◆ **Prompt**:
Your answer should consist of the lines holding "DateTime", copied from the material below.

*** Task data Section Begins ***

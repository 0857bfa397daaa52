// ═══════════════════════════════════════════════════════════════════
// CHANGE BRIDGE: relays sensor_data change events to real-time clients
// ═══════════════════════════════════════════════════════════════════
//
// - Subscribes once, at startup, before the HTTP server accepts requests
// - Spawns one tokio task that forwards every event as `sensorDataUpdated`
// - No reconnection: when the stream ends or errors the feed is marked
//   degraded and the task exits (surfaced by /health)
//

use crate::{
    database::DocumentStore,
    models::{SENSOR_DATA, SENSOR_DATA_UPDATED},
    realtime::Broadcaster,
};
use futures::StreamExt;
use std::sync::{
    atomic::{AtomicU8, Ordering},
    Arc,
};
use tokio::task::JoinHandle;

#[derive(Debug, Clone, Copy, PartialEq, Eq)]
pub enum FeedState {
    Starting = 0,
    Streaming = 1,
    Degraded = 2,
}

impl FeedState {
    pub fn as_str(&self) -> &'static str {
        match self {
            FeedState::Starting => "starting",
            FeedState::Streaming => "streaming",
            FeedState::Degraded => "degraded",
        }
    }
}

/// Shared view of the bridge's state; cheap to clone into handlers.
#[derive(Clone)]
pub struct ChangeFeedStatus(Arc<AtomicU8>);

impl Default for ChangeFeedStatus {
    fn default() -> Self {
        Self(Arc::new(AtomicU8::new(FeedState::Starting as u8)))
    }
}

impl ChangeFeedStatus {
    pub fn get(&self) -> FeedState {
        match self.0.load(Ordering::Acquire) {
            0 => FeedState::Starting,
            1 => FeedState::Streaming,
            _ => FeedState::Degraded,
        }
    }

    fn set(&self, state: FeedState) {
        self.0.store(state as u8, Ordering::Release);
    }
}

/// Opens the sensor_data subscription and spawns the forwarding task.
///
/// A failed subscription is not fatal to the process: the feed is marked
/// degraded and the returned task finishes immediately.
pub async fn start_change_bridge(
    store: Arc<dyn DocumentStore>,
    broadcaster: Broadcaster,
    status: ChangeFeedStatus,
) -> JoinHandle<()> {
    log::info!("📡 Starting change bridge on {}...", SENSOR_DATA);

    let mut stream = match store.subscribe(SENSOR_DATA).await {
        Ok(stream) => stream,
        Err(e) => {
            log::error!("❌ Could not watch {}: {}", SENSOR_DATA, e);
            status.set(FeedState::Degraded);
            return tokio::spawn(async {});
        }
    };

    status.set(FeedState::Streaming);
    log::info!("✅ Change bridge started successfully");

    tokio::spawn(async move {
        let mut relayed: u64 = 0;

        while let Some(item) = stream.next().await {
            match item {
                Ok(event) => {
                    log::info!(
                        "🔔 Change detected in {}: {} {:?}",
                        SENSOR_DATA,
                        event.operation_type().unwrap_or("unknown"),
                        event.document_key()
                    );
                    let reached = broadcaster.broadcast(SENSOR_DATA_UPDATED, event.to_json());
                    relayed += 1;
                    log::debug!("📤 {} #{} sent to {} clients", SENSOR_DATA_UPDATED, relayed, reached);
                }
                Err(e) => {
                    log::error!("❌ Change stream on {} failed: {}", SENSOR_DATA, e);
                    break;
                }
            }
        }

        status.set(FeedState::Degraded);
        log::warn!(
            "⚠️ Change bridge stopped after {} events; real-time updates are degraded",
            relayed
        );
    })
}
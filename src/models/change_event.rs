use mongodb::bson::{doc, Bson, DateTime, Document};
use serde_json::Value;

/// One mutation reported by a collection watch, kept in the raw shape the
/// store emitted so it can be relayed to clients untouched.
#[derive(Debug, Clone, PartialEq)]
pub struct ChangeEvent(Document);

impl ChangeEvent {
    pub fn from_raw(raw: Document) -> Self {
        Self(raw)
    }

    /// Insert event in MongoDB's change-stream layout.
    pub fn insert(db: &str, coll: &str, sequence: u64, full_document: &Document) -> Self {
        let id = full_document.get("_id").cloned().unwrap_or(Bson::Null);
        Self(doc! {
            "_id": { "_data": format!("{:016X}", sequence) },
            "operationType": "insert",
            "wallTime": DateTime::now(),
            "fullDocument": full_document.clone(),
            "ns": { "db": db, "coll": coll },
            "documentKey": { "_id": id },
        })
    }

    pub fn operation_type(&self) -> Option<&str> {
        self.0.get_str("operationType").ok()
    }

    pub fn full_document(&self) -> Option<&Document> {
        self.0.get_document("fullDocument").ok()
    }

    pub fn document_key(&self) -> Option<&Bson> {
        self.0.get_document("documentKey").ok().and_then(|key| key.get("_id"))
    }

    pub fn to_json(&self) -> Value {
        Bson::Document(self.0.clone()).into_relaxed_extjson()
    }
}
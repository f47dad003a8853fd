//! Peer connection management.
//!
//! This module provides:
//! - Peer identification and metadata
//! - The per-connection handshake and heartbeat state machine
//! - The application-layer extension seam
//! - Per-peer read/write loop

pub mod connection;
pub mod extension;
pub mod info;
pub mod session;

// Re-export main types
pub use connection::{spawn_peer_connection, PeerCommand, PeerEvent};
pub use extension::{ApplicationProtocol, NoApplication, PeerSession};
pub use info::{ConnectionDirection, PeerId, PeerInfo};
pub use session::{Session, SessionEvent};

*** Task data Section Ends ***

◆ **Task output**:
use mongodb::bson::{doc, Bson, DateTime, Document};
            "wallTime": DateTime::now(),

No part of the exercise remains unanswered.